Important Mental Skills Fencing Can Teach You
Fencing is a very physically demanding sport, requiring speed, agility, strength, and toughness. However, what many people do not know is that there is a whole other mental layer that goes with it. Fencing promotes strategic thinking and engages both the mind and the body. Many of the important attributes fencers learn through their sport can be transferred to real-life situations and may help them in the future!
Here are the three main mental skills fencing can teach you:
Independent Thinking & Discipline
Since fencing is an individual sport, fencers can see a compelling connection between their efforts and their success. In team sports, no matter how well you work and play, your team may still lose. This is very different in fencing, where your overall success is determined by your own efforts. Although coaches provide plenty of advice and preparation during practice, the real mental challenge comes when the fencers face their opponents on the strip. Once out there on the strip, fencers have to make their own choices and think for themselves. A fencer needs to concentrate, be intuitive, and remain in the present moment. Through fencing, you learn how to think on your feet and make fast decisions. Decision-making is an incredibly valuable ability that can be useful in almost any environment, helping academically (ex. during exams), socially, and in the workplace.
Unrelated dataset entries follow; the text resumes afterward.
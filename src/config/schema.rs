//! Configuration schema definitions.
//!
//! This module defines the complete configuration structure for the sidecar.
//! All types derive Serde traits for deserialization from config files.

use serde::{Deserialize, Serialize};
use url::Url;

use crate::error::TenantErrorPolicy;

/// Root configuration for the sidecar.
#[derive(Debug, Clone, Deserialize, Serialize, Default)]
#[serde(default)]
pub struct SidecarConfig {
    /// Identity of the hosted module.
    pub module: ModuleConfig,

    /// Gateway fallback destination for unmatched egress traffic.
    pub gateway: GatewayConfig,

    /// Tenant handling.
    pub tenancy: TenancyConfig,

    /// Token cache tuning.
    pub token_cache: TokenCacheConfig,

    /// Timeout configuration.
    pub timeouts: TimeoutConfig,

    /// Retry/backoff configuration for idempotent upstream calls.
    pub retries: RetryConfig,

    /// Observability settings.
    pub observability: ObservabilityConfig,
}

/// Identity of the module this sidecar fronts.
#[derive(Debug, Clone, Deserialize, Serialize, Default)]
#[serde(default)]
pub struct ModuleConfig {
    /// Module id, e.g. "mod-orders-2.1.0".
    pub module_id: String,

    /// Application the module belongs to.
    pub application_id: String,
}

/// Gateway fallback configuration.
#[derive(Debug, Clone, Deserialize, Serialize, Default)]
#[serde(default)]
pub struct GatewayConfig {
    /// Destination for requests no static or dynamic entry matches.
    /// When unset, unmatched requests surface as route-not-found.
    pub base_location: Option<Url>,
}

/// Tenant handling configuration.
#[derive(Debug, Clone, Deserialize, Serialize, Default)]
#[serde(default)]
pub struct TenancyConfig {
    /// Allow tokens from several tenants within one request chain.
    pub allow_cross_tenant: bool,

    /// How tenant failures map to protocol statuses.
    pub error_policy: TenantErrorPolicy,
}

/// Token cache tuning.
#[derive(Debug, Clone, Deserialize, Serialize)]
#[serde(default)]
pub struct TokenCacheConfig {
    /// Seconds before token expiry at which a cached token is refreshed.
    pub refresh_before_expiry_secs: u64,

    /// Minimum acceptable refresh margin. When `expires_in −
    /// refresh_before_expiry_secs` falls below this, the fallback expiry
    /// (expires_in reduced by 10%, at least 1s) applies instead.
    pub min_refresh_margin_secs: u64,

    /// Default lifetime for cached introspection verdicts that carry no
    /// expiry of their own.
    pub introspection_default_ttl_secs: u64,
}

impl Default for TokenCacheConfig {
    fn default() -> Self {
        Self {
            refresh_before_expiry_secs: 60,
            min_refresh_margin_secs: 30,
            introspection_default_ttl_secs: 60,
        }
    }
}

/// Timeout configuration for upstream calls, applied by the deadline
/// decorators in [`crate::resilience::deadline`].
#[derive(Debug, Clone, Deserialize, Serialize)]
#[serde(default)]
pub struct TimeoutConfig {
    /// Identity-provider call timeout in seconds.
    pub identity_provider_secs: u64,

    /// Discovery/entitlement call timeout in seconds.
    pub discovery_secs: u64,

    /// Forwarded request timeout in seconds.
    pub forward_secs: u64,
}

impl Default for TimeoutConfig {
    fn default() -> Self {
        Self {
            identity_provider_secs: 10,
            discovery_secs: 10,
            forward_secs: 30,
        }
    }
}

/// Retry configuration for idempotent read-style upstream calls.
#[derive(Debug, Clone, Deserialize, Serialize)]
#[serde(default)]
pub struct RetryConfig {
    /// Enable retries.
    pub enabled: bool,

    /// Maximum attempts (including the first).
    pub max_attempts: u32,

    /// Base delay for exponential backoff in milliseconds.
    pub base_delay_ms: u64,

    /// Maximum backoff delay in milliseconds.
    pub max_delay_ms: u64,
}

impl Default for RetryConfig {
    fn default() -> Self {
        Self {
            enabled: true,
            max_attempts: 3,
            base_delay_ms: 100,
            max_delay_ms: 2_000,
        }
    }
}

/// Observability settings.
#[derive(Debug, Clone, Deserialize, Serialize)]
#[serde(default)]
pub struct ObservabilityConfig {
    /// Default log filter when RUST_LOG is unset.
    pub log_filter: String,
}

impl Default for ObservabilityConfig {
    fn default() -> Self {
        Self { log_filter: "sidecar_proxy=debug".to_string() }
    }
}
Fencing is a great way to improve your self-esteem. To counter an opponent's attack, a fencer must react quickly and there is no time to second-guess one’s own ability. Since fencing involves a high level of strategy, strong athletes do not always have an advantage over strategic athletes. Both confident actions and consciousness is needed in fencing. It is a sport, where skill is more significant than physical build. This can help you in the future as well, as you have to be confident with your decisions you make and be self-assured in difficult situations.
Staying in the Zone
An athlete's sense of time in a competition can be slowed down with exercise, allowing them to perform better. The zone's key attribute is the ability to change time. Time either slows to the point that the athlete feels almost no anticipation and plenty of time to conduct. The mind cleans out the many filters of self-talk, feelings, worries, concerns, tactics, self-instruction, and other self-distractions. That is how time passes more slowly. Fencing is a great way of learning how to stay in the zone because the athlete is on his own. He only has a short amount of time per match (3 min for 5 points or 3 x 3 min for a 15 point match). Therefore the fencer has to be able to enter the zone as quickly as possible. He also has to be able to stay in the zone, even throughout the 1 min breaks between a 15 point match. This attribute can help in real life because this feature allows fencers to concentrate and blend out unnecessary distractions when needed. This can help in the future, during studying, work, or any other preparations.
Fencing is a quick mental game of swordplay that incorporates mental and physical agility. It's all about predicting what your opponent will do, prodding them to step in the ways you want them to, and, in the end, outthinking them to score touches and win the game. Fencing is a great sport to challenge and train your mental fitness. Most of the mental abilities you learn fencing will help you in the real world.